Walker County Deputy Terry Miller tried to serve the warrant on Mr. Coates about 10 a.m. Wednesday in the parking lot of the Chick-fil-A on Battlefield Parkway. At the time, Mr. Coates told the deputy he would not go with him or to jail, police have said.
Deputy Miller called for back-up, and Fort Oglethorpe Officer Mitchell Moore responded. Both men encountered resistance from Mr. Coates, Sheriff Wilson said.
During a struggle with officers, Mr. Coates retrieved a handgun from his vehicle's glove box and fired, striking Officer Moore in the back. The bullet was deflected by his body armor, and he did not sustain serious injury.
Deputy Miller then fired his weapon and hit Mr. Coates, who was taken to Hutcheson Medical Center and pronounced dead, Sheriff Wilson said.
An autopsy was scheduled Thursday at the Georgia Bureau of Investigation crime lab in Decatur, Ga. The results were not immediately available.
The GBI is continuing its investigation, and investigators have not said how many shots were fired or where Mr. Coates was hit.
Phone numbers listed for Officer Moore and Deputy Miller had been disconnected Thursday. Fort Oglethorpe Police Chief David Eubanks said Thursday that he was busy and could not answer questions.
Policy allows the sheriff to use his discretion on a case-by-case basis in determining what happens to a deputy following a critical incident where force is used, Sheriff Wilson said. Deputy Miller was placed on reduced administrative duties for 72 hours and should return to normal duty Monday, the sheriff said.
From 1998 until 2006, more than one-third of North American shootings involving police were cases of "suicide by cop," according to a study published earlier this year in the Journal of Forensic Sciences.
The study's authors -- led by police and forensic psychologist Dr. Kris Mohandie -- reviewed police reports, witness statements and photographs, among other things, on more than 700 police-involved shootings. They determined that 36 percent of those involved people who wanted to be killed by law enforcement officers.

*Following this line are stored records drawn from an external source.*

// ugBC - A retargetable BASIC compiler creating binaries for 8-bit home computers
// Copyright (C) 2026  Marcel Joachim Kloubert <marcel@kloubert.dev>
//
// This program is free software: you can redistribute it and/or modify
// it under the terms of the GNU Affero General Public License as published by
// the Free Software Foundation, either version 3 of the License, or
// (at your option) any later version.
//
// This program is distributed in the hope that it will be useful,
// but WITHOUT ANY WARRANTY; without even the implied warranty of
// MERCHANTABILITY or FITNESS FOR A PARTICULAR PURPOSE.  See the
// GNU Affero General Public License for more details.
//
// You should have received a copy of the GNU Affero General Public License
// along with this program.  If not, see <https://www.gnu.org/licenses/>.

//! Arrays.
//!
//! Elements are stored row-major, the last index running fastest. Each
//! dimension counts its elements, so `DIM a(10)` has indices 0 to 9.
//! Dynamic string arrays hold one pool descriptor per element.

use super::strings::StringEmitter;
use super::variables::VariableEmitter;
use crate::assets::load_buffer;
use crate::backend::Value;
use crate::environment::Environment;
use crate::error::{ErrorCode, Result};
use crate::symbols::{ArrayInfo, ConstantValue, VariableId};
use crate::types::{check_array_file, check_array_init, encode_float, VariableType};

/// Extension trait for arrays.
pub trait ArrayEmitter {
    /// `DIM name(d1, d2, ...) AS element`.
    fn define_array(&mut self, name: &str, element: VariableType, dimensions: &[usize]) -> Result<VariableId>;

    /// `DIM name(...) AS element = #{ v1, v2, ... }`.
    fn define_initialized_array(
        &mut self,
        name: &str,
        element: VariableType,
        dimensions: &[usize],
        values: &[VariableId],
    ) -> Result<VariableId>;

    /// `DIM name(...) AS element = LOAD("file")`.
    fn define_array_from_file(
        &mut self,
        name: &str,
        element: VariableType,
        dimensions: &[usize],
        path: &str,
    ) -> Result<VariableId>;

    /// `name(i1, i2, ...)` in an expression.
    fn array_element(&mut self, array: VariableId, indices: &[VariableId]) -> Result<VariableId>;

    /// `name(i1, i2, ...) = value`.
    fn assign_element(&mut self, array: VariableId, indices: &[VariableId], value: VariableId) -> Result<()>;
}

/// `value` as `size` bytes in memory order.
fn integer_bytes(value: i64, size: usize, big_endian: bool) -> Vec<u8> {
    let mut bytes: Vec<u8> = (0..size).map(|k| ((value >> (8 * k)) & 0xFF) as u8).collect();
    if big_endian {
        bytes.reverse();
    }
    bytes
}

impl Environment {
    fn array_info(&self, array: VariableId) -> Result<ArrayInfo> {
        let variable = self.symbols.variable(array);
        variable.array.clone().ok_or_else(|| {
            self.error(
                ErrorCode::IndexUnsupported,
                format!("{} is not an array", variable.name),
            )
        })
    }

    fn element_type(&self, element: VariableType) -> Result<VariableType> {
        match element {
            VariableType::String | VariableType::DString => Ok(VariableType::DString),
            ty if ty.is_numeric() && ty != VariableType::Bit => Ok(ty),
            other => Err(self.error(
                ErrorCode::TypeMismatch,
                format!("arrays of {} are not supported", other),
            )),
        }
    }

    /// Multiply the 16 bit value in `dest` by `factor`.
    fn scale(&mut self, dest: &str, factor: usize) -> Result<()> {
        if factor <= 1 {
            return Ok(());
        }
        if factor.is_power_of_two() {
            for _ in 0..factor.trailing_zeros() {
                self.target.cpu.shift_left(&mut self.out, dest, 2);
            }
            return Ok(());
        }
        let cpu = &self.target.cpu;
        cpu.copy(&mut self.out, &Value::mem(dest), "MATHA", 2);
        cpu.copy(&mut self.out, &Value::imm(factor as i64), "MATHB", 2);
        self.call_runtime("mul", "MUL16")?;
        self.target
            .cpu
            .copy(&mut self.out, &Value::mem("MATHR"), dest, 2);
        Ok(())
    }

    /// Byte offset of an element: an immediate when every index is constant.
    fn element_offset(&mut self, info: &ArrayInfo, indices: &[VariableId]) -> Result<Value> {
        if indices.len() != info.dimensions.len() {
            return Err(self.error(
                ErrorCode::ArrayIndexOutOfBounds,
                format!(
                    "the array has {} dimensions, {} indices given",
                    info.dimensions.len(),
                    indices.len()
                ),
            ));
        }
        for &index in indices {
            self.expect_numeric(index)?;
        }
        let constants: Option<Vec<i64>> = indices.iter().map(|&i| self.constant_of(i)).collect();
        if let Some(constants) = constants {
            let mut offset = 0usize;
            for (&value, &size) in constants.iter().zip(&info.dimensions) {
                if value < 0 || value as usize >= size {
                    return Err(self.error(
                        ErrorCode::ArrayIndexOutOfBounds,
                        format!("index {} is outside 0..{}", value, size - 1),
                    ));
                }
                offset = offset * size + value as usize;
            }
            return Ok(Value::imm((offset * info.element_size()) as i64));
        }

        let offset = self.temporary(VariableType::Word, "element offset");
        let name = self.real_name(offset);
        self.load(indices[0], &name, 2);
        for (&index, &size) in indices.iter().zip(&info.dimensions).skip(1) {
            self.scale(&name, size)?;
            let value = self.operand(index, VariableType::Word);
            self.target
                .cpu
                .add(&mut self.out, &Value::mem(name.clone()), &value, &name, 2);
        }
        self.scale(&name, info.element_size())?;
        Ok(Value::Memory(name))
    }

    fn initial_bytes(&self, info: &ArrayInfo, values: &[VariableId]) -> Result<Vec<u8>> {
        let big_endian = self.target.cpu.syntax().big_endian;
        let size = info.element_size();
        let mut bytes = Vec::with_capacity(info.size());
        for &id in values {
            let encoded = match (self.constant_value_of(id), info.element) {
                (Some(ConstantValue::Float(v)), VariableType::Float) => encode_float(v, info.precision),
                (Some(ConstantValue::Integer(v)), VariableType::Float) => {
                    encode_float(v as f64, info.precision)
                }
                (Some(ConstantValue::Integer(v)), ty) if ty.is_integer() => {
                    integer_bytes(v, size, big_endian)
                }
                (Some(ConstantValue::Float(v)), ty) if ty.is_integer() => {
                    integer_bytes(v.trunc() as i64, size, big_endian)
                }
                _ => {
                    return Err(self.error(
                        ErrorCode::TypeMismatch,
                        format!("an array of {} needs numeric constants", info.element),
                    ))
                }
            };
            bytes.extend(encoded);
        }
        Ok(bytes)
    }
}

While some experts debate those statistics -- saying they're too high and that officers shoot others mostly during the commission of a crime -- no one questions the reasons people commit suicide by cop.
"The research on suicides says most people make their decision within 30 minutes of the event," said Dr. Gary Aumiller, executive director of the Society for Police and Criminal Psychology. "And suicide by cop, we seem to get a lot of people who make the decision further in advance.

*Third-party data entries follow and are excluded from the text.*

impl Cpu for Mc6809 {
    fn name(&self) -> &'static str {
        "6809"
    }

    fn syntax(&self) -> &'static Syntax {
        &ASM6809
    }

    fn library(&self) -> &'static [RuntimeModule] {
        MC6809_LIBRARY
    }

    fn byte_operand(&self, value: &Value, bytes: usize, k: usize) -> String {
        match value {
            Value::Immediate(v) => format!("#${:02X}", (v >> (8 * k)) & 0xFF),
            Value::Memory(symbol) => {
                let offset = bytes.saturating_sub(1 + k);
                if offset == 0 {
                    symbol.clone()
                } else {
                    format!("{}+{}", symbol, offset)
                }
            }
        }
    }

    fn copy(&self, out: &mut Emitter, src: &Value, dest: &str, bytes: usize) {
        let d = Value::mem(dest);
        let mut p = 0;
        while p + 2 <= bytes {
            out.code(format!("LDD {}", self.phys_word(src, bytes, p)));
            out.code(format!("STD {}", self.phys_word(&d, bytes, p)));
            p += 2;
        }
        if p < bytes {
            out.code(format!("LDA {}", self.phys_byte(src, bytes, p)));
            out.code(format!("STA {}", self.phys_byte(&d, bytes, p)));
        }
    }

    fn copy_extend(
        &self,
        out: &mut Emitter,
        src: &Value,
        src_bytes: usize,
        signed: bool,
        dest: &str,
        dest_bytes: usize,
    ) {
        if src_bytes == dest_bytes {
            self.copy(out, src, dest, dest_bytes);
            return;
        }
        let d = Value::mem(dest);
        let common = src_bytes.min(dest_bytes);
        for k in 0..common {
            out.code(format!("LDA {}", self.byte_operand(src, src_bytes, k)));
            out.code(format!("STA {}", self.byte_operand(&d, dest_bytes, k)));
        }
        if dest_bytes <= src_bytes {
            return;
        }
        match src {
            Value::Immediate(v) => {
                let extended = if signed { *v } else { *v & ((1i64 << (8 * src_bytes)) - 1) };
                for k in src_bytes..dest_bytes {
                    out.code(format!(
                        "LDA {}",
                        self.byte_operand(&Value::imm(extended), dest_bytes, k)
                    ));
                    out.code(format!("STA {}", self.byte_operand(&d, dest_bytes, k)));
                }
            }
            Value::Memory(_) => {
                out.code("CLRA");
                if signed {
                    let positive = out.make_label("sext");
                    out.code(format!(
                        "LDB {}",
                        self.byte_operand(src, src_bytes, src_bytes - 1)
                    ));
                    out.code(format!("BPL {}", positive));
                    out.code("LDA #$FF");
                    out.label(positive);
                }
                for k in src_bytes..dest_bytes {
                    out.code(format!("STA {}", self.byte_operand(&d, dest_bytes, k)));
                }
            }
        }
    }

    fn address_of(&self, out: &mut Emitter, label: &str, dest: &str) {
        out.code(format!("LDD #{}", label));
        out.code(format!("STD {}", dest));
    }

    fn add(&self, out: &mut Emitter, a: &Value, b: &Value, dest: &str, bytes: usize) {
        self.arith(out, a, b, dest, bytes, "ADDA", "ADDD", "ADCA");
    }

    fn sub(&self, out: &mut Emitter, a: &Value, b: &Value, dest: &str, bytes: usize) {
        self.arith(out, a, b, dest, bytes, "SUBA", "SUBD", "SBCA");
    }

    fn logic(&self, out: &mut Emitter, op: LogicOp, a: &Value, b: &Value, dest: &str, bytes: usize) {
        let mnemonic = match op {
            LogicOp::And => "ANDA",
            LogicOp::Or => "ORA",
            LogicOp::Xor => "EORA",
        };
        let d = Value::mem(dest);
        for p in 0..bytes {
            out.code(format!("LDA {}", self.phys_byte(a, bytes, p)));
            out.code(format!("{} {}", mnemonic, self.phys_byte(b, bytes, p)));
            out.code(format!("STA {}", self.phys_byte(&d, bytes, p)));
        }
    }

    fn complement(&self, out: &mut Emitter, src: &Value, dest: &str, bytes: usize) {
        let d = Value::mem(dest);
        for p in 0..bytes {
            out.code(format!("LDA {}", self.phys_byte(src, bytes, p)));
            out.code("COMA");
            out.code(format!("STA {}", self.phys_byte(&d, bytes, p)));
        }
    }

    fn negate(&self, out: &mut Emitter, src: &Value, dest: &str, bytes: usize) {
        if bytes == 1 {
            out.code(format!("LDA {}", self.phys_byte(src, 1, 0)));
            out.code("NEGA");
            out.code(format!("STA {}", dest));
            return;
        }
        self.sub(out, &Value::imm(0), src, dest, bytes);
    }

    fn increment(&self, out: &mut Emitter, dest: &str, bytes: usize) {
        if bytes == 1 {
            out.code(format!("INC {}", dest));
            return;
        }
        let d = Value::mem(dest);
        self.add(out, &d, &Value::imm(1), dest, bytes);
    }

    fn decrement(&self, out: &mut Emitter, dest: &str, bytes: usize) {
        if bytes == 1 {
            out.code(format!("DEC {}", dest));
            return;
        }
        let d = Value::mem(dest);
        self.sub(out, &d, &Value::imm(1), dest, bytes);
    }

    fn shift_left(&self, out: &mut Emitter, dest: &str, bytes: usize) {
        let d = Value::mem(dest);
        for k in 0..bytes {
            let mnemonic = if k == 0 { "LSL" } else { "ROL" };
            out.code(format!("{} {}", mnemonic, self.byte_operand(&d, bytes, k)));
        }
    }

    fn compare(
        &self,
        out: &mut Emitter,
        cmp: Comparison,
        a: &Value,
        b: &Value,
        bytes: usize,
        signed: bool,
        dest: &str,
    ) {
        match cmp {
            Comparison::Eq | Comparison::Ne => {
                let differ = out.make_label("cmpne");
                for p in 0..bytes {
                    out.code(format!("LDA {}", self.phys_byte(a, bytes, p)));
                    out.code(format!("CMPA {}", self.phys_byte(b, bytes, p)));
                    out.code(format!("BNE {}", differ));
                }
                self.bool_tail(out, &differ, cmp == Comparison::Ne, dest);
            }
            Comparison::Gt | Comparison::Le => {
                self.compare(out, cmp.swapped(), b, a, bytes, signed, dest)
            }
            Comparison::Lt | Comparison::Ge => {
                let less = out.make_label("cmplt");
                for k in 0..bytes {
                    out.code(format!("LDA {}", self.byte_operand(a, bytes, k)));
                    let mnemonic = if k == 0 { "SUBA" } else { "SBCA" };
                    out.code(format!("{} {}", mnemonic, self.byte_operand(b, bytes, k)));
                }
                let branch = if signed { "BLT" } else { "BLO" };
                out.code(format!("{} {}", branch, less));
                self.bool_tail(out, &less, cmp == Comparison::Lt, dest);
            }
        }
    }

    fn branch_if_zero(&self, out: &mut Emitter, value: &Value, bytes: usize, label: &str) {
        match value {
            Value::Immediate(0) => self.jump(out, label),
            Value::Immediate(_) => {}
            Value::Memory(_) if bytes == 1 => {
                out.code(format!("LDA {}", self.phys_byte(value, 1, 0)));
                out.code(format!("LBEQ {}", label));
            }
            Value::Memory(_) => {
                let skip = out.make_label("bz");
                let mut p = 0;
                while p + 2 < bytes {
                    out.code(format!("LDD {}", self.phys_word(value, bytes, p)));
                    out.code(format!("BNE {}", skip));
                    p += 2;
                }
                if p + 2 == bytes {
                    out.code(format!("LDD {}", self.phys_word(value, bytes, p)));
                } else {
                    out.code(format!("LDA {}", self.phys_byte(value, bytes, p)));
                }
                out.code(format!("LBEQ {}", label));
                out.label(skip);
            }
        }
    }

    fn branch_if_not_zero(&self, out: &mut Emitter, value: &Value, bytes: usize, label: &str) {
        match value {
            Value::Immediate(0) => {}
            Value::Immediate(_) => self.jump(out, label),
            Value::Memory(_) => {
                let mut p = 0;
                while p + 2 <= bytes {
                    out.code(format!("LDD {}", self.phys_word(value, bytes, p)));
                    out.code(format!("LBNE {}", label));
                    p += 2;
                }
                if p < bytes {
                    out.code(format!("LDA {}", self.phys_byte(value, bytes, p)));
                    out.code(format!("LBNE {}", label));
                }
            }
        }
    }

    fn branch_if_not_equal(
        &self,
        out: &mut Emitter,
        value: &Value,
        constant: i64,
        bytes: usize,
        label: &str,
    ) {
        if let Value::Immediate(v) = value {
            if *v != constant {
                self.jump(out, label);
            }
            return;
        }
        let expected = Value::imm(constant);
        let mut p = 0;
        while p + 2 <= bytes {
            out.code(format!("LDD {}", self.phys_word(value, bytes, p)));
            out.code(format!("CMPD {}", self.phys_word(&expected, bytes, p)));
            out.code(format!("LBNE {}", label));
            p += 2;
        }
        if p < bytes {
            out.code(format!("LDA {}", self.phys_byte(value, bytes, p)));
            out.code(format!("CMPA {}", self.phys_byte(&expected, bytes, p)));
            out.code(format!("LBNE {}", label));
        }
    }

    fn jump(&self, out: &mut Emitter, label: &str) {
        out.code(format!("JMP {}", label));
    }

    fn call(&self, out: &mut Emitter, label: &str) {
        out.code(format!("JSR {}", label));
    }

    fn ret(&self, out: &mut Emitter) {
        out.code("RTS");
    }

    fn halt(&self, out: &mut Emitter) {
        let forever = out.make_label("halt");
        out.label(forever.clone());
        out.code(format!("BRA {}", forever));
    }

    fn peek(&self, out: &mut Emitter, address: &Value, dest: &str) {
        match address {
            Value::Immediate(a) => out.code(format!("LDA ${:04X}", a & 0xFFFF)),
            Value::Memory(symbol) => {
                out.code(format!("LDX {}", symbol));
                out.code("LDA ,X");
            }
        }
        out.code(format!("STA {}", dest));
    }

    fn poke(&self, out: &mut Emitter, address: &Value, value: &Value) {
        match address {
            Value::Immediate(a) => {
                out.code(format!("LDA {}", self.phys_byte(value, 1, 0)));
                out.code(format!("STA ${:04X}", a & 0xFFFF));
            }
            Value::Memory(symbol) => {
                out.code(format!("LDX {}", symbol));
                out.code(format!("LDA {}", self.phys_byte(value, 1, 0)));
                out.code("STA ,X");
            }
        }
    }

    fn load_indexed(&self, out: &mut Emitter, base: &str, offset: &Value, dest: &str, bytes: usize) {
        let d = Value::mem(dest);
        if let Value::Immediate(o) = offset {
            for p in 0..bytes {
                out.code(format!("LDA {}+{}", base, *o as usize + p));
                out.code(format!("STA {}", self.phys_byte(&d, bytes, p)));
            }
            return;
        }
        out.code(format!("LDX #{}", base));
        out.code(format!("LDD {}", self.phys_word(offset, 2, 0)));
        out.code("LEAX D,X");
        for p in 0..bytes {
            out.code(format!("LDA {},X", p));
            out.code(format!("STA {}", self.phys_byte(&d, bytes, p)));
        }
    }

    fn store_indexed(&self, out: &mut Emitter, base: &str, offset: &Value, src: &Value, bytes: usize) {
        if let Value::Immediate(o) = offset {
            for p in 0..bytes {
                out.code(format!("LDA {}", self.phys_byte(src, bytes, p)));
                out.code(format!("STA {}+{}", base, *o as usize + p));
            }
            return;
        }
        out.code(format!("LDX #{}", base));
        out.code(format!("LDD {}", self.phys_word(offset, 2, 0)));
        out.code("LEAX D,X");
        for p in 0..bytes {
            out.code(format!("LDA {}", self.phys_byte(src, bytes, p)));
            out.code(format!("STA {},X", p));
        }
    }

    fn unconditional_transfers(&self) -> &'static [&'static str] {
        &["JMP", "BRA", "LBRA", "RTS", "RTI"]
    }

    fn conditional_branches(&self) -> &'static [&'static str] {
        BRANCHES
    }

    fn store_mnemonics(&self) -> &'static [&'static str] {
        &["STA", "STB", "STD", "STX", "STY", "STU"]
    }

    fn peephole_rules(&self) -> &'static [PeepholeRule] {
        RULES
    }

    fn estimate_size(&self, line: &AsmLine) -> usize {
        match line.kind {
            LineKind::Directive => directive_size(&line.text),
            LineKind::Code => {
                let mnemonic = line.mnemonic().unwrap_or_default();
                let operand = line.operand();
                let wide = mnemonic.ends_with('D')
                    || mnemonic.ends_with('X')
                    || mnemonic.ends_with('Y')
                    || mnemonic.ends_with('U');
                if operand.is_empty() {
                    1
                } else if mnemonic == "LBRA" {
                    3
                } else if mnemonic.starts_with("LB") {
                    4
                } else if BRANCHES.contains(&mnemonic.as_str()) || mnemonic == "BRA" {
                    2
                } else if mnemonic == "PSHS" || mnemonic == "PULS" {
                    2
                } else if operand.starts_with('#') {
                    if wide {
                        3 + usize::from(mnemonic == "CMPD" || mnemonic == "LDY" || mnemonic == "CMPY")
                    } else {
                        2
                    }
                } else if operand.contains(',') {
                    2
                } else {
                    3
                }
            }
            _ => 0,
        }
    }

    fn inline_body(&self, entry: &str) -> Option<&'static str> {
        match entry {
            "MUL8" => Some(MUL8_INLINE),
            _ => None,
        }
    }
}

"Generally what happens is someone doesn't want to do it themselves or has some kind of vendetta against police or wants them to kill him or wants there to be some kind of struggle," said Dr. Aumiller, whose office is in Hauppauge, N.Y.
The justification for using force does not make the situation easier, said Chattanooga Police Department Capt. Randy Dunn, who serves as the Southeast Tennessee coordinator for the state's Critical Incident Debriefing Team, run through the Tennessee Public Safety Network.
The critical incident team, although run in Tennessee, offers its services to any law enforcement officer who seeks it and provides trained law enforcement and mental health professionals to help officers cope with stressful situations.
"(Suicidal people) want to make us kill them so they don't feel so bad," Capt. Dunn said. "The officer that has to do it has to suffer through it, and he's still having to take a life."
Even with all the training officers undergo about making sound judgments based on fact and law, they still must make split-second decisions and constantly are second-guessed, Capt. Dunn said. Officers know they may encounter threatening suspects, but they never expect to take a life, he said.
"It's not that we're granting their wish," Capt. Dunn said. "We're having to protect ourselves or protect someone else."